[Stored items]

======

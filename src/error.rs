// src/error.rs

use axum::{
    Json,
    http::StatusCode,
    response::{IntoResponse, Response},
};
use serde_json::json;
use std::fmt;

/// Global Application Error Enum.
/// Centralizes error handling and mapping to HTTP responses.
#[derive(Debug)]
pub enum AppError {
    // 500 Internal Server Error
    InternalServerError(String),

    // 400 Bad Request
    BadRequest(String),

    // 401 Unauthorized
    AuthError(String),

    // 403 Forbidden (e.g., blocked user, not the author)
    Forbidden(String),

    // 404 Not Found
    NotFound(String),

    // 409 Conflict (e.g., duplicate slug)
    Conflict(String),
}

impl fmt::Display for AppError {
    fn fmt(&self, f: &mut fmt::Formatter<'_>) -> fmt::Result {
        write!(f, "{:?}", self)
    }
}

impl std::error::Error for AppError {}

impl AppError {
    pub fn status(&self) -> StatusCode {
        match self {
            AppError::InternalServerError(_) => StatusCode::INTERNAL_SERVER_ERROR,
            AppError::BadRequest(_) => StatusCode::BAD_REQUEST,
            AppError::AuthError(_) => StatusCode::UNAUTHORIZED,
            AppError::Forbidden(_) => StatusCode::FORBIDDEN,
            AppError::NotFound(_) => StatusCode::NOT_FOUND,
            AppError::Conflict(_) => StatusCode::CONFLICT,
        }
    }
}

/// Implements `IntoResponse` for `AppError`.
/// Converts the error into a JSON response with appropriate HTTP status code.
impl IntoResponse for AppError {
    fn into_response(self) -> Response {
        let status = self.status();
        let error_message = match self {
            AppError::InternalServerError(msg) => {
                tracing::error!("Internal Server Error: {}", msg);
                "Internal Server Error".to_string()
            }
            AppError::BadRequest(msg)
            | AppError::AuthError(msg)
            | AppError::Forbidden(msg)
            | AppError::NotFound(msg)
            | AppError::Conflict(msg) => msg,
        };
        let body = Json(json!({
            "error": error_message,
        }));

        (status, body).into_response()
    }
}

/// Converts `sqlx::Error` into `AppError`.
/// Unique violations become `Conflict`, broken references `BadRequest`,
/// missing rows `NotFound`. Everything else is a 500.
impl From<sqlx::Error> for AppError {
    fn from(err: sqlx::Error) -> Self {
        match &err {
            sqlx::Error::RowNotFound => AppError::NotFound("Record not found".to_string()),
            sqlx::Error::Database(db) if db.is_unique_violation() => {
                AppError::Conflict(db.message().to_string())
            }
            sqlx::Error::Database(db) if db.is_foreign_key_violation() => {
                AppError::BadRequest("Referenced record does not exist".to_string())
            }
            _ => AppError::InternalServerError(err.to_string()),
        }
    }
}

impl From<serde_json::Error> for AppError {
    fn from(err: serde_json::Error) -> Self {
        AppError::BadRequest(err.to_string())
    }
}

impl From<validator::ValidationErrors> for AppError {
    fn from(err: validator::ValidationErrors) -> Self {
        AppError::BadRequest(err.to_string())
    }
}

======

▶ [Problem details]
Precisely as given, transcribe all of the entries above.

▶ [Result of the task]
filename src/error.rs
// src/error.rs

use axum::{
    Json,
    http::StatusCode,
    response::{IntoResponse, Response},
};
use serde_json::json;
use std::fmt;

/// Global Application Error Enum.
/// Centralizes error handling and mapping to HTTP responses.
#[derive(Debug)]
pub enum AppError {
    // 500 Internal Server Error
    InternalServerError(String),

    // 400 Bad Request
    BadRequest(String),

    // 401 Unauthorized
    AuthError(String),

    // 403 Forbidden (e.g., blocked user, not the author)
    Forbidden(String),

    // 404 Not Found
    NotFound(String),

    // 409 Conflict (e.g., duplicate slug)
    Conflict(String),
}

impl fmt::Display for AppError {
    fn fmt(&self, f: &mut fmt::Formatter<'_>) -> fmt::Result {
        write!(f, "{:?}", self)
    }
}

impl std::error::Error for AppError {}

impl AppError {
    pub fn status(&self) -> StatusCode {
        match self {
            AppError::InternalServerError(_) => StatusCode::INTERNAL_SERVER_ERROR,
            AppError::BadRequest(_) => StatusCode::BAD_REQUEST,
            AppError::AuthError(_) => StatusCode::UNAUTHORIZED,
            AppError::Forbidden(_) => StatusCode::FORBIDDEN,
            AppError::NotFound(_) => StatusCode::NOT_FOUND,
            AppError::Conflict(_) => StatusCode::CONFLICT,
        }
    }
}

/// Implements `IntoResponse` for `AppError`.
/// Converts the error into a JSON response with appropriate HTTP status code.
impl IntoResponse for AppError {
    fn into_response(self) -> Response {
        let status = self.status();
        let error_message = match self {
            AppError::InternalServerError(msg) => {
                tracing::error!("Internal Server Error: {}", msg);
                "Internal Server Error".to_string()
            }
            AppError::BadRequest(msg)
            | AppError::AuthError(msg)
            | AppError::Forbidden(msg)
            | AppError::NotFound(msg)
            | AppError::Conflict(msg) => msg,
        };
        let body = Json(json!({
            "error": error_message,
        }));

        (status, body).into_response()
    }
}

/// Converts `sqlx::Error` into `AppError`.
/// Unique violations become `Conflict`, broken references `BadRequest`,
/// missing rows `NotFound`. Everything else is a 500.
impl From<sqlx::Error> for AppError {
    fn from(err: sqlx::Error) -> Self {
        match &err {
            sqlx::Error::RowNotFound => AppError::NotFound("Record not found".to_string()),
            sqlx::Error::Database(db) if db.is_unique_violation() => {
                AppError::Conflict(db.message().to_string())
            }
            sqlx::Error::Database(db) if db.is_foreign_key_violation() => {
                AppError::BadRequest("Referenced record does not exist".to_string())
            }
            _ => AppError::InternalServerError(err.to_string()),
        }
    }
}

impl From<serde_json::Error> for AppError {
    fn from(err: serde_json::Error) -> Self {
        AppError::BadRequest(err.to_string())
    }
}

impl From<validator::ValidationErrors> for AppError {
    fn from(err: validator::ValidationErrors) -> Self {
        AppError::BadRequest(err.to_string())
    }
}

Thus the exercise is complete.